北朝鮮は移動式発射機(輸送起立発射機・TEL)も用いて、多くのミサイルを発射するようになっている。移動する弾道ミサイルを発射前に攻撃する能力は日本にはない。情報衛星(偵察衛星)では移動する目標を探知・追尾することができないからだ。また、列車から発射される弾道ミサイルもある。列車はトンネルなどの遮蔽(しゃへい)物で覆って衛星から隠すことが可能だ。

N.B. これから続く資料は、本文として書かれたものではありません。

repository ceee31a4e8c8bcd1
//! Error conversion helpers for common I/O operations
//!
//! Provides extension traits for cleaner error handling with path context.

use std::io;
use std::path::Path;

use crate::application::{ApplicationError, ApplicationResult};
use crate::domain::DomainError;

/// Extension trait for converting `io::Result` to `ApplicationResult` with context.
pub trait IoResultExt<T> {
    /// Add path context to an I/O error.
    ///
    /// # Example
    /// ```ignore
    /// fs.read_to_string(&schema_path)
    ///     .with_path_context("read schema", &schema_path)?;
    /// ```
    fn with_path_context(self, action: &str, path: &Path) -> ApplicationResult<T>;
}

impl<T> IoResultExt<T> for io::Result<T> {
    fn with_path_context(self, action: &str, path: &Path) -> ApplicationResult<T> {
        self.map_err(|e| ApplicationError::OperationFailed {
            context: format!("{}: {}", action, path.display()),
            source: Box::new(e),
        })
    }
}

/// Extension trait for attaching the originating file to domain results.
pub trait DomainResultExt<T> {
    fn in_file(self, path: &Path) -> ApplicationResult<T>;
}

impl<T> DomainResultExt<T> for Result<T, DomainError> {
    fn in_file(self, path: &Path) -> ApplicationResult<T> {
        self.map_err(|source| ApplicationError::InFile {
            path: path.to_path_buf(),
            source,
        })
    }
}
//! Dependency wiring

pub mod service_container;

pub use service_container::ServiceContainer;
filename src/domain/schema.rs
//! Document schema: root element plus the mapping table that fills it.

use crate::domain::attributes::Attributes;
use crate::domain::error::{DomainError, DomainResult};
use crate::domain::mapping::MappingTable;
use crate::domain::node::Node;
use crate::domain::path::{is_xml_name, PathExpression};

pub const DEFAULT_GROUP: &str = "root";

/// Everything needed to start a build: root name, root attributes and the
/// top-level mapping group.
#[derive(Debug, Clone, PartialEq, Eq)]
pub struct DocumentSchema {
    root: String,
    attributes: Attributes,
    group: String,
    table: MappingTable,
}

impl DocumentSchema {
    /// Validates the root name, the top-level group and all nested group references.
    pub fn new(
        root: impl Into<String>,
        attributes: Attributes,
        group: impl Into<String>,
        table: MappingTable,
    ) -> DomainResult<Self> {
        let root = root.into();
        let group = group.into();

        if PathExpression::parse(&root)?.len() != 1 {
            return Err(DomainError::MalformedPath {
                path: root,
                reason: "root must be a single node name".to_string(),
            });
        }
        if let Some((key, _)) = attributes.iter().find(|(key, _)| !is_xml_name(key)) {
            return Err(DomainError::InvalidNodeState {
                node: root,
                reason: format!("'{key}' is not a valid XML attribute name"),
            });
        }
        table.group(&group)?;
        table.validate()?;

        Ok(Self {
            root,
            attributes,
            group,
            table,
        })
    }

    pub fn root_name(&self) -> &str {
        &self.root
    }

    pub fn root_attributes(&self) -> &Attributes {
        &self.attributes
    }

    pub fn group(&self) -> &str {
        &self.group
    }

    pub fn table(&self) -> &MappingTable {
        &self.table
    }

    /// Fresh, empty root node for one build.
    pub fn create_root(&self) -> Node {
        Node::root(&self.root, self.attributes.clone())
    }
}
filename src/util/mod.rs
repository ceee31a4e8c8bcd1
pub mod logging;
pub mod testing;
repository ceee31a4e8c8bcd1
//! Infrastructure layer: I/O implementations and DI container
//!
//! This layer implements I/O boundary traits and wires up services.

pub mod di;
pub mod error;
pub mod traits;

pub use error::InfraError;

現在、米国では小型衛星数百機で構成する「衛星コンステレーション」構想が進められており、日本でもこの構想との連携を検討している。だが衛星コンステレーションは発射されたミサイルの探知と追尾を行うものであるため、これも発射前のミサイルを叩く機構とはなり得ない。北朝鮮が開発を進めている極超音速兵器にどこまで対応できるのかも不明だ。
「敵基地攻撃能力」については自民党内でも異論が出ている。前防衛相の河野太郎広報本部長は、自身のブログで「『敵「基地」攻撃能力』は、昭和の議論であり、令和の今日もはや意味がありません」と指摘している(「ごまめの歯ぎしり」2021年11月11日掲載「敵基地攻撃能力から抑止力へ」)。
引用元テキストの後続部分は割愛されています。